2 : Rendez-nous la lumière. « Une chanson lyrique, voire pompière, pour dire les regrets de l’homme d’avoir saccagé son univers. » Le premier single du 9e album.
3 : Ostinato. « Des bruits de verre, un enfant qu’on entend pleurer dans une maison. Un titre marqué par mon obsession de la fuite. »
4 : Parce que tu étais là. « Une mélodie d’amour boisée, inspirée d’un roman où j’ai trouvé cette idée : Au-delà de tout romantisme, le fond de l’affaire tient à ce constat objectif : je suis venu vers toi parce que tu étais là. »
5 : Parfois j’entends des cris. « J’ai pensé au travail jazzy de Comme à la radio, de Brigitte Fontaine. C’est le morceau de bravoure scénique du disque. »
6 : Close West. « Cette chanson évoque mon ouest proche, celui de Beslé-sur-Vilaine, près de Massérac et Guipry. J’y ai toujours une maison de famille. C’est un lieu d’enfance lointain et proche, à cheval entre les deux départements. Quand je passe en train, si j’oublie de regarder la Vilaine, j’ai l’impression d’avoir raté mon voyage. »
7 : Loin du soleil. « C’est mon Enfant du Pirée [la chanson de Dalida] à moi ! J’ai voulu une chanson chaloupée et suave. Elle raconte un désir de douceur. J’aime les deux, le côté à vif du rock et la nonchalance jazzy, avec (comme tout l’album) un son live, travaillé en résidence à Fouesnant. »
8 : Quelques lumières. « Parmi la vingtaine de chansons de départ, cette chanson pop a d’abord été écartée. On me disait qu’elle méritait d’être sur le disque : il y avait quelque chose à faire. Ce n’est pas toujours le cas. J’ai voulu faire une reprise de Ma jeunesse enfuie, d’Yves Simon. David Euverte (arrangeur) m’a dit : je ne peux rien faire pour celle-là. »
9 : Vers le bleu. « Une histoire de mauvais garçon. Elle ne parle pas de mon frère, je suis fils unique. Je ne sais pas d’où ça vient. D’un roman de Dominique Fabre. Cette chanson est une petite nouvelle. En répétitions, elle est partie vers un son très « Motown ». J’aime bien ce côté sucré-salé de la pop, une histoire sombre sur une musique gaie. Ce n’est pas ma préférée… Pourtant, elle sera sans doute un single ! »

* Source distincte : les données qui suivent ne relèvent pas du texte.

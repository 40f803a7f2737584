use super::RelaxedState;
use crate::common::{Atom, ObjectIdx};
use crate::problem::{Condition, EffectValue, Formula, GroundAction, ProblemContext};

/// An atom an action can newly produce, with the atoms that justify it.
#[derive(Debug, Clone, PartialEq, Eq)]
pub struct Achievement {
    pub atom: Atom,
    pub causes: Vec<Atom>,
}

/// Relaxed reasoning over a single action or the goal, against fixed domains.
///
/// This is the seam where another constraint technology can replace
/// [`DirectSupport`] without touching the graph construction.
pub trait ActionSupport {
    /// `None` if the precondition is not relaxed-satisfiable. Otherwise the
    /// atoms not yet in `relaxed` that the action makes achievable.
    fn compute_support(
        &self,
        problem: &ProblemContext,
        action: &GroundAction,
        relaxed: &RelaxedState,
    ) -> Option<Vec<Achievement>>;

    /// `None` if the goal is not relaxed-satisfiable, otherwise a supporting atom set.
    fn goal_support(
        &self,
        problem: &ProblemContext,
        goal: &Formula,
        relaxed: &RelaxedState,
    ) -> Option<Vec<Atom>>;
}

/// Checks every condition by direct lookup in the relaxed domains and picks
/// the earliest-reached witness for each.
#[derive(Debug, Clone, Copy, Default)]
pub struct DirectSupport;

impl DirectSupport {
    fn witness(problem: &ProblemContext, condition: &Condition, relaxed: &RelaxedState) -> Option<Atom> {
        let index = problem.index();
        match condition {
            Condition::Equals(atom) => relaxed.contains(index, atom).then_some(*atom),
            Condition::NotEquals(atom) => relaxed
                .domain(atom.variable)
                .iter()
                .find(|&&value| value != atom.value)
                .map(|&value| Atom::new(atom.variable, value)),
            Condition::AnyOf(atoms) => atoms
                .iter()
                .copied()
                .filter(|atom| relaxed.contains(index, atom))
                .min_by_key(|atom| Self::position(relaxed, atom)),
        }
    }

    fn position(relaxed: &RelaxedState, atom: &Atom) -> usize {
        relaxed
            .domain(atom.variable)
            .get_index_of(&atom.value)
            .unwrap_or(usize::MAX)
    }

    fn formula_support(
        problem: &ProblemContext,
        formula: &Formula,
        relaxed: &RelaxedState,
        support: &mut Vec<Atom>,
    ) -> bool {
        for condition in formula.conditions() {
            match Self::witness(problem, condition, relaxed) {
                Some(atom) => {
                    if !support.contains(&atom) {
                        support.push(atom);
                    }
                }
                None => return false,
            }
        }
        true
    }
}

impl ActionSupport for DirectSupport {
    fn compute_support(
        &self,
        problem: &ProblemContext,
        action: &GroundAction,
        relaxed: &RelaxedState,
    ) -> Option<Vec<Achievement>> {
        let index = problem.index();
        let mut precondition = Vec::new();
        if !Self::formula_support(problem, &action.precondition, relaxed, &mut precondition) {
            return None;
        }

        let mut achievements = Vec::new();
        for effect in &action.effects {
            let mut causes = precondition.clone();
            if !Self::formula_support(problem, &effect.condition, relaxed, &mut causes) {
                continue;
            }

            let mut propose = |value: ObjectIdx, extra: Option<Atom>| {
                let atom = Atom::new(effect.variable, value);
                if index.find(&atom).is_none() || relaxed.contains(index, &atom) {
                    return;
                }
                if achievements.iter().any(|a: &Achievement| a.atom == atom) {
                    return;
                }
                let mut causes = causes.clone();
                if let Some(extra) = extra {
                    if !causes.contains(&extra) {
                        causes.push(extra);
                    }
                }
                achievements.push(Achievement { atom, causes });
            };

            match effect.value {
                EffectValue::Constant(value) => propose(value, None),
                EffectValue::Variable(source) => {
                    for &value in relaxed.domain(source) {
                        propose(value, Some(Atom::new(source, value)));
                    }
                }
                EffectValue::Offset(delta) => {
                    for &value in relaxed.domain(effect.variable) {
                        if let Some(result) = value.checked_add(delta) {
                            propose(result, Some(Atom::new(effect.variable, value)));
                        }
                    }
                }
            }
        }
        Some(achievements)
    }

    fn goal_support(
        &self,
        problem: &ProblemContext,
        goal: &Formula,
        relaxed: &RelaxedState,
    ) -> Option<Vec<Atom>> {
        let mut support = Vec::new();
        Self::formula_support(problem, goal, relaxed, &mut support).then_some(support)
    }
}
use serde::Serialize;
use tracing::info;

#[derive(Debug, Clone, Default, PartialEq, Eq, Serialize)]
pub struct Stats {
    pub expanded: usize,
    pub generated: usize,
    /// Heuristic and novelty evaluations.
    pub evaluated: usize,
    /// Successors dropped by novelty pruning.
    pub pruned: usize,
    pub dead_ends: usize,
    pub reopened: usize,
    pub time_us: usize,
}

impl Stats {
    pub fn print(&self) {
        info!(
            "Time(microseconds) {:?} Expanded {:?} Generated {:?} Evaluated {:?} Pruned {:?} Dead ends {:?} Reopened {:?}",
            self.time_us,
            self.expanded,
            self.generated,
            self.evaluated,
            self.pruned,
            self.dead_ends,
            self.reopened
        );
    }
}
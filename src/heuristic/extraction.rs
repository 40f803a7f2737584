use super::{RelaxedPlanningGraph, RpgStatus};
use crate::common::{ActionIdx, TupleIdx};

use indexmap::IndexSet;
use std::collections::{HashSet, VecDeque};

/// Set of actions backchained from the goal support of a relaxed graph.
#[derive(Debug, Clone, PartialEq, Eq)]
pub struct RelaxedPlan {
    actions: IndexSet<ActionIdx>,
    goal_layer: usize,
}

impl RelaxedPlan {
    /// `None` if the graph never reached the goal.
    pub fn extract(graph: &RelaxedPlanningGraph) -> Option<Self> {
        if graph.status() != RpgStatus::Goal {
            return None;
        }
        let goal = graph.goal_support()?;

        let mut pending: VecDeque<TupleIdx> = goal.iter().copied().collect();
        let mut processed = HashSet::new();
        let mut actions = IndexSet::new();

        while let Some(atom) = pending.pop_front() {
            if !processed.insert(atom) {
                continue;
            }
            let Some(support) = graph.support(atom) else {
                panic!("atom {atom} reached the goal support without a recorded achiever");
            };
            // Seed atoms need no action.
            let Some(action) = support.action else {
                continue;
            };
            actions.insert(action);
            pending.extend(support.causes.iter().copied());
        }

        Some(RelaxedPlan {
            actions,
            goal_layer: graph.layer(),
        })
    }

    /// Distinct actions, in the order backchaining found them.
    pub fn actions(&self) -> &IndexSet<ActionIdx> {
        &self.actions
    }

    pub fn len(&self) -> usize {
        self.actions.len()
    }

    pub fn is_empty(&self) -> bool {
        self.actions.is_empty()
    }

    pub fn h_ff(&self) -> usize {
        self.actions.len()
    }

    pub fn h_max(&self) -> usize {
        self.goal_layer
    }
}
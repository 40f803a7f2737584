use crate::common::{Atom, ObjectIdx};
use crate::problem::{Condition, Effect, Formula, ProblemBuilder, ProblemContext};

use rand::rngs::StdRng;
use rand::Rng;

// Helper function to setup tracing
pub(crate) fn init_tracing() {
    let _ = tracing_subscriber::fmt().with_env_filter("trace").try_init();
}

fn eq(variable: usize, value: ObjectIdx) -> Condition {
    Condition::Equals(Atom::new(variable, value))
}

/// `x`: 0 -> 1 by a single action.
pub(crate) fn single_switch() -> ProblemContext {
    let mut builder = ProblemBuilder::new();
    let x = builder.boolean("x");
    builder.initial(x, 0).goal(eq(x, 1));
    builder.action("set_x", vec![], vec![Effect::assign(x, 1)]);
    builder.build().unwrap()
}

/// Independent `x` and `y`, one action each, goal `x=1 ∧ y=1`.
pub(crate) fn two_switches() -> ProblemContext {
    let mut builder = ProblemBuilder::new();
    let x = builder.boolean("x");
    let y = builder.boolean("y");
    builder.initial(x, 0).initial(y, 0).goal(eq(x, 1)).goal(eq(y, 1));
    builder.action("set_x", vec![], vec![Effect::assign(x, 1)]);
    builder.action("set_y", vec![], vec![Effect::assign(y, 1)]);
    builder.build().unwrap()
}

/// `a` sets `x`, `b` sets `y`, and `c` needs both to set the goal `g=1`.
pub(crate) fn conjunctive_precondition() -> ProblemContext {
    let mut builder = ProblemBuilder::new();
    let x = builder.boolean("x");
    let y = builder.boolean("y");
    let g = builder.boolean("g");
    builder.initial(x, 0).initial(y, 0).initial(g, 0).goal(eq(g, 1));
    builder.action("a", vec![], vec![Effect::assign(x, 1)]);
    builder.action("b", vec![], vec![Effect::assign(y, 1)]);
    builder.action("c", vec![eq(x, 1), eq(y, 1)], vec![Effect::assign(g, 1)]);
    builder.build().unwrap()
}

/// No action ever writes `x=1`.
pub(crate) fn unreachable_goal() -> ProblemContext {
    let mut builder = ProblemBuilder::new();
    let x = builder.boolean("x");
    builder.initial(x, 0).goal(eq(x, 1));
    builder.action("clear_x", vec![], vec![Effect::assign(x, 0)]);
    builder.build().unwrap()
}

/// `s1 .. sn`, where `step_i` needs `s(i-1)=1` and sets `si=1`. Goal `sn=1`.
pub(crate) fn chain(n: usize) -> ProblemContext {
    let mut builder = ProblemBuilder::new();
    let steps: Vec<usize> = (1..=n).map(|i| builder.boolean(&format!("s{i}"))).collect();
    for (i, &step) in steps.iter().enumerate() {
        builder.initial(step, 0);
        let precondition = match i {
            0 => vec![],
            _ => vec![eq(steps[i - 1], 1)],
        };
        builder.action(&format!("step_{}", i + 1), precondition, vec![Effect::assign(step, 1)]);
    }
    if let Some(&last) = steps.last() {
        builder.goal(eq(last, 1));
    }
    builder.build().unwrap()
}

/// Actions 0 and 1 both set `x=1`.
pub(crate) fn two_achievers() -> ProblemContext {
    let mut builder = ProblemBuilder::new();
    let x = builder.boolean("x");
    builder.initial(x, 0).goal(eq(x, 1));
    builder.action("first", vec![], vec![Effect::assign(x, 1)]);
    builder.action("second", vec![], vec![Effect::assign(x, 1)]);
    builder.build().unwrap()
}

/// `both` (action 0) sets `x` and `y`; `set_x` and `set_y` set one each.
pub(crate) fn shared_achiever() -> ProblemContext {
    let mut builder = ProblemBuilder::new();
    let x = builder.boolean("x");
    let y = builder.boolean("y");
    builder.initial(x, 0).initial(y, 0).goal(eq(x, 1)).goal(eq(y, 1));
    builder.action("both", vec![], vec![Effect::assign(x, 1), Effect::assign(y, 1)]);
    builder.action("set_x", vec![], vec![Effect::assign(x, 1)]);
    builder.action("set_y", vec![], vec![Effect::assign(y, 1)]);
    builder.build().unwrap()
}

/// `lock` (action 0) makes the goal unreachable; `step` (action 1) reaches it.
pub(crate) fn lockable_switch() -> ProblemContext {
    let mut builder = ProblemBuilder::new();
    let x = builder.boolean("x");
    let locked = builder.boolean("locked");
    builder.initial(x, 0).initial(locked, 0).goal(eq(x, 1));
    builder.action("lock", vec![eq(locked, 0)], vec![Effect::assign(locked, 1)]);
    builder.action("step", vec![eq(locked, 0)], vec![Effect::assign(x, 1)]);
    builder.build().unwrap()
}

/// Counter `c` in `0..=n`, incremented by one; goal `c=n`.
pub(crate) fn counter(n: ObjectIdx) -> ProblemContext {
    let mut builder = ProblemBuilder::new();
    let c = builder.numeric("c", (0..=n).collect());
    builder.initial(c, 0).goal(eq(c, n));
    builder.action("inc", vec![], vec![Effect::offset(c, 1)]);
    builder.action("dec", vec![], vec![Effect::offset(c, -1)]);
    builder.build().unwrap()
}

fn random_atom(rng: &mut StdRng, domains: &[Vec<ObjectIdx>]) -> Atom {
    let variable = rng.gen_range(0..domains.len());
    let domain = &domains[variable];
    Atom::new(variable, domain[rng.gen_range(0..domain.len())])
}

fn random_condition(rng: &mut StdRng, domains: &[Vec<ObjectIdx>]) -> Condition {
    match rng.gen_range(0..4) {
        0 => Condition::NotEquals(random_atom(rng, domains)),
        1 => Condition::AnyOf(vec![random_atom(rng, domains), random_atom(rng, domains)]),
        _ => Condition::Equals(random_atom(rng, domains)),
    }
}

/// Small random problem with mixed domains, conditional effects, copies and
/// offsets. Always builds.
pub(crate) fn random_problem(rng: &mut StdRng) -> ProblemContext {
    let mut builder = ProblemBuilder::new();
    let num_variables = rng.gen_range(1..=5);
    let mut domains = Vec::with_capacity(num_variables);
    for i in 0..num_variables {
        let domain: Vec<ObjectIdx> = if rng.gen_bool(0.5) {
            builder.boolean(&format!("p{i}"));
            vec![0, 1]
        } else {
            let domain: Vec<ObjectIdx> = (0..rng.gen_range(2..=4)).collect();
            builder.numeric(&format!("f{i}"), domain.clone());
            domain
        };
        domains.push(domain);
    }
    for (variable, domain) in domains.iter().enumerate() {
        builder.initial(variable, domain[rng.gen_range(0..domain.len())]);
    }

    for a in 0..rng.gen_range(1..=6) {
        let precondition = (0..rng.gen_range(0..=2))
            .map(|_| random_condition(rng, &domains))
            .collect();
        let effects = (0..rng.gen_range(1..=2))
            .map(|_| {
                let target = random_atom(rng, &domains);
                let effect = match rng.gen_range(0..6) {
                    0 => Effect::copy(target.variable, rng.gen_range(0..domains.len())),
                    1 => Effect::offset(target.variable, if rng.gen_bool(0.5) { 1 } else { -1 }),
                    _ => Effect::assign(target.variable, target.value),
                };
                if rng.gen_bool(0.2) {
                    effect.when(Formula::new(vec![random_condition(rng, &domains)]))
                } else {
                    effect
                }
            })
            .collect();
        builder.action(&format!("a{a}"), precondition, effects);
    }

    for _ in 0..rng.gen_range(1..=2) {
        builder.goal(Condition::Equals(random_atom(rng, &domains)));
    }
    builder.build().unwrap()
}
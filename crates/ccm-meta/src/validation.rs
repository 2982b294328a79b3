//! Validation of user-supplied names

use std::collections::HashSet;
use std::sync::LazyLock;

use ccm_fs::{WorkspacePath, validate_path_identifier};
use regex::Regex;

use crate::{AdditionalPath, Error, Result};

static ALIAS_PATTERN: LazyLock<Regex> = LazyLock::new(|| {
    Regex::new(r"^[A-Za-z0-9_-]+$").unwrap_or_else(|e| unreachable!("static alias pattern: {e}"))
});

/// Project names become directory names.
pub fn validate_project_name(name: &str) -> Result<()> {
    validate_path_identifier(name, "Project name").map_err(Error::validation)
}

/// CLI keys become working-copy and snapshot directory names, so they
/// must not collide with anything else stored beside them.
pub fn validate_cli_name(name: &str) -> Result<()> {
    validate_path_identifier(name, "CLI name").map_err(Error::validation)?;
    let reserved = [
        WorkspacePath::BackupDir,
        WorkspacePath::LockFile,
        WorkspacePath::ProjectMeta,
        WorkspacePath::SnapshotMeta,
        WorkspacePath::AdditionalFilesDir,
    ];
    if reserved.iter().any(|r| r.as_str().eq_ignore_ascii_case(name)) {
        return Err(Error::validation(format!("CLI name '{name}' is reserved")));
    }
    Ok(())
}

/// Validate one alias.
pub fn validate_alias(alias: &str) -> Result<()> {
    if alias == WorkspacePath::AdditionalFilesDir.as_str() {
        return Err(Error::validation(format!("Alias '{alias}' is reserved")));
    }
    if !ALIAS_PATTERN.is_match(alias) {
        return Err(Error::validation(format!(
            "Alias '{alias}' must be alphanumeric with _ or -"
        )));
    }
    Ok(())
}

/// Validate the additional paths of one CLI.
///
/// Files are synchronized by basename, so basenames must be distinct and
/// must not shadow the reserved snapshot directory.
pub fn validate_additional_paths(paths: &[AdditionalPath]) -> Result<()> {
    let mut aliases = HashSet::new();
    let mut basenames = HashSet::new();

    for entry in paths {
        validate_alias(&entry.alias)?;
        if !aliases.insert(entry.alias.to_lowercase()) {
            return Err(Error::validation(format!("Duplicate alias '{}'", entry.alias)));
        }

        let basename = entry.basename().ok_or_else(|| {
            Error::validation(format!("Additional path '{}' has no file name", entry.path.display()))
        })?;
        if basename == WorkspacePath::AdditionalFilesDir.as_str() {
            return Err(Error::validation(format!("File name '{basename}' is reserved")));
        }
        if !basenames.insert(basename.clone()) {
            return Err(Error::validation(format!(
                "Two additional paths share the file name '{basename}'"
            )));
        }
    }
    Ok(())
}
//! Error types for ccm-core

use std::path::PathBuf;

/// Result type for ccm-core operations
pub type Result<T> = std::result::Result<T, Error>;

/// Coarse classification of an [`Error`], used by callers to decide how to
/// present a failure.
#[derive(Debug, Clone, Copy, PartialEq, Eq)]
pub enum ErrorKind {
    /// A project, linked CLI or snapshot does not exist
    NotFound,
    /// Input was rejected before any disk access
    Validation,
    /// Another operation holds the project
    Busy,
    /// An I/O failure aborted the operation
    IoFatal,
    /// Restoring the pre-apply backup failed; the install path may be inconsistent
    RollbackFailure,
}

/// Errors that can occur in ccm-core operations
#[derive(Debug, thiserror::Error)]
pub enum Error {
    #[error("Invalid ignore rule '{rule}': {message}")]
    InvalidRule { rule: String, message: String },

    #[error("Snapshot {timestamp} not found in project '{project}'")]
    SnapshotNotFound { project: String, timestamp: String },

    #[error("Install path does not exist: {path}")]
    InstallPathMissing { path: PathBuf },

    #[error("Snapshot does not contain CLI '{cli}'")]
    CliNotInSnapshot { cli: String },

    #[error("Partial snapshot {timestamp} cannot restore an entire project; name a CLI")]
    PartialRestore { timestamp: String },

    #[error("Validation failed: {message}")]
    Validation { message: String },

    #[error("Project '{project}' is busy with another operation")]
    Busy { project: String },

    #[error("Install path {path} does not match its snapshot after restore")]
    RestoreMismatch { path: PathBuf },

    #[error("Backup failed, install path untouched: {source}")]
    BackupFailed {
        #[source]
        source: Box<Error>,
    },

    #[error("Apply failed and rolled back: {cause}")]
    ApplyRolledBack { cause: Box<Error> },

    #[error("Apply failed ({cause}) and rollback failed: {rollback}")]
    RollbackFailed { cause: Box<Error>, rollback: Box<Error> },

    /// Filesystem error from ccm-fs
    #[error(transparent)]
    Fs(#[from] ccm_fs::Error),

    /// Metadata error from ccm-meta
    #[error(transparent)]
    Meta(#[from] ccm_meta::Error),
}

impl Error {
    pub fn validation(message: impl Into<String>) -> Self {
        Self::Validation {
            message: message.into(),
        }
    }

    pub fn kind(&self) -> ErrorKind {
        match self {
            Self::SnapshotNotFound { .. } | Self::InstallPathMissing { .. } => ErrorKind::NotFound,
            Self::InvalidRule { .. }
            | Self::PartialRestore { .. }
            | Self::CliNotInSnapshot { .. }
            | Self::Validation { .. } => ErrorKind::Validation,
            Self::Busy { .. } => ErrorKind::Busy,
            Self::BackupFailed { .. }
            | Self::ApplyRolledBack { .. }
            | Self::RestoreMismatch { .. }
            | Self::Fs(_) => ErrorKind::IoFatal,
            Self::RollbackFailed { .. } => ErrorKind::RollbackFailure,
            Self::Meta(err) => match err {
                ccm_meta::Error::Fs(_) => ErrorKind::IoFatal,
                err if err.is_not_found() => ErrorKind::NotFound,
                _ => ErrorKind::Validation,
            },
        }
    }

    /// True only when the install path may have been left half-written.
    pub fn is_critical(&self) -> bool {
        self.kind() == ErrorKind::RollbackFailure
    }

    pub(crate) fn from_walk(err: walkdir::Error) -> Self {
        let path = err.path().map(|p| p.to_path_buf()).unwrap_or_default();
        let source = match err.into_io_error() {
            Some(io) => io,
            None => std::io::Error::other("filesystem loop detected"),
        };
        ccm_fs::Error::io(path, source).into()
    }

    pub(crate) fn io(path: impl Into<PathBuf>, source: std::io::Error) -> Self {
        ccm_fs::Error::io(path, source).into()
    }
}

#[cfg(test)]
mod tests {
    use super::*;

    #[test]
    fn only_rollback_failure_is_critical() {
        let cause = || Box::new(Error::validation("boom"));

        let rolled_back = Error::ApplyRolledBack { cause: cause() };
        let failed = Error::RollbackFailed {
            cause: cause(),
            rollback: cause(),
        };

        assert_eq!(rolled_back.kind(), ErrorKind::IoFatal);
        assert!(!rolled_back.is_critical());
        assert_eq!(failed.kind(), ErrorKind::RollbackFailure);
        assert!(failed.is_critical());
    }

    #[test]
    fn meta_errors_are_classified() {
        let not_found: Error = ccm_meta::Error::ProjectNotFound {
            name: "demo".into(),
        }
        .into();
        let invalid: Error = ccm_meta::Error::validation("bad").into();

        assert_eq!(not_found.kind(), ErrorKind::NotFound);
        assert_eq!(invalid.kind(), ErrorKind::Validation);
    }

    #[test]
    fn display_names_the_snapshot() {
        let err = Error::SnapshotNotFound {
            project: "demo".into(),
            timestamp: "20250101000000000".into(),
        };

        assert!(err.to_string().contains("20250101000000000"));
    }
}
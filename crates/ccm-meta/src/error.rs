//! Error types for ccm-meta

pub type Result<T> = std::result::Result<T, Error>;

#[derive(Debug, thiserror::Error)]
pub enum Error {
    #[error("Filesystem error: {0}")]
    Fs(#[from] ccm_fs::Error),

    #[error("Project not found: {name}")]
    ProjectNotFound { name: String },

    #[error("CLI '{cli}' is not linked to project '{project}'")]
    CliNotLinked { project: String, cli: String },

    #[error("CLI '{name}' is not registered")]
    CliNotRegistered { name: String },

    #[error("{kind} '{name}' already exists")]
    AlreadyExists { kind: &'static str, name: String },

    #[error("Validation failed: {message}")]
    Validation { message: String },
}

impl Error {
    pub fn validation(message: impl Into<String>) -> Self {
        Self::Validation {
            message: message.into(),
        }
    }

    /// Whether this error means something the caller asked for does not exist.
    pub fn is_not_found(&self) -> bool {
        matches!(
            self,
            Self::ProjectNotFound { .. } | Self::CliNotLinked { .. } | Self::CliNotRegistered { .. }
        )
    }
}
//! JSON metadata loading and saving

use crate::{Error, NormalizedPath, Result, io};
use serde::{Serialize, de::DeserializeOwned};

/// Store for the JSON metadata files the workspace keeps
/// (`settings.json`, `project.json`, `meta.json`).
///
/// Files are pretty-printed and always replaced atomically.
#[derive(Debug, Default, Clone, Copy)]
pub struct ConfigStore {
    robustness: io::RobustnessConfig,
}

impl ConfigStore {
    /// Create a new ConfigStore with default robustness settings.
    pub fn new() -> Self {
        Self::default()
    }

    /// Create a new ConfigStore with custom robustness settings.
    pub fn with_robustness(robustness: io::RobustnessConfig) -> Self {
        Self { robustness }
    }

    /// Load a metadata file.
    pub fn load<T: DeserializeOwned>(&self, path: &NormalizedPath) -> Result<T> {
        Self::check_format(path)?;
        let content = io::read_text(path)?;
        serde_json::from_str(&content).map_err(|e| Error::ConfigParse {
            path: path.to_native(),
            format: "JSON".into(),
            message: e.to_string(),
        })
    }

    /// Load a metadata file, returning `None` when it is missing or
    /// cannot be parsed.
    pub fn load_optional<T: DeserializeOwned>(&self, path: &NormalizedPath) -> Option<T> {
        match self.load(path) {
            Ok(value) => Some(value),
            Err(Error::Io { source, .. }) if source.kind() == std::io::ErrorKind::NotFound => None,
            Err(e) => {
                tracing::warn!("Ignoring unreadable metadata: {}", e);
                None
            }
        }
    }

    /// Save a metadata file atomically.
    pub fn save<T: Serialize>(&self, path: &NormalizedPath, value: &T) -> Result<()> {
        Self::check_format(path)?;
        let content = serde_json::to_string_pretty(value).map_err(|e| Error::ConfigSerialize {
            path: path.to_native(),
            format: "JSON".into(),
            message: e.to_string(),
        })?;

        io::write_atomic(path, content.as_bytes(), self.robustness)
    }

    fn check_format(path: &NormalizedPath) -> Result<()> {
        let extension = path.extension().unwrap_or("");
        if extension.eq_ignore_ascii_case("json") {
            Ok(())
        } else {
            Err(Error::UnsupportedFormat {
                extension: extension.to_string(),
            })
        }
    }
}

10 : La Possession. « C’est le nom d’une localité de la Réunion. Cette chanson assemble des images éparses sur une pulsation afrobeat, avec les arrangements à la Ravel de David Euverte. »
11 : Ce geste absent. « Un slow classique à la Christophe. »
12 : Le Convoi. « Quatre accords en boucle, des images de jungle birmane, une envolée d’instruments. »
13 : Par les lueurs. « Les trois dernières chansons du disque, comme celle-ci, sont des boucles de quatre accords non-évolutives. Celle-ci collecte une série de flashs sur l’envie d’être traversé par des euphories, des bonheurs impalpables. »
Daniel Morvan
Vers les lueurs, sortie le 26 mars 2012. Dominique A en concert au Lieu Unique (Nantes), jeudi 12 avril à 20 h 30 (18 €/25 €). Avec en première partie, « La Fossette » (premier album du chanteur) en live. Réservation : tél. 02 40 12 14 34.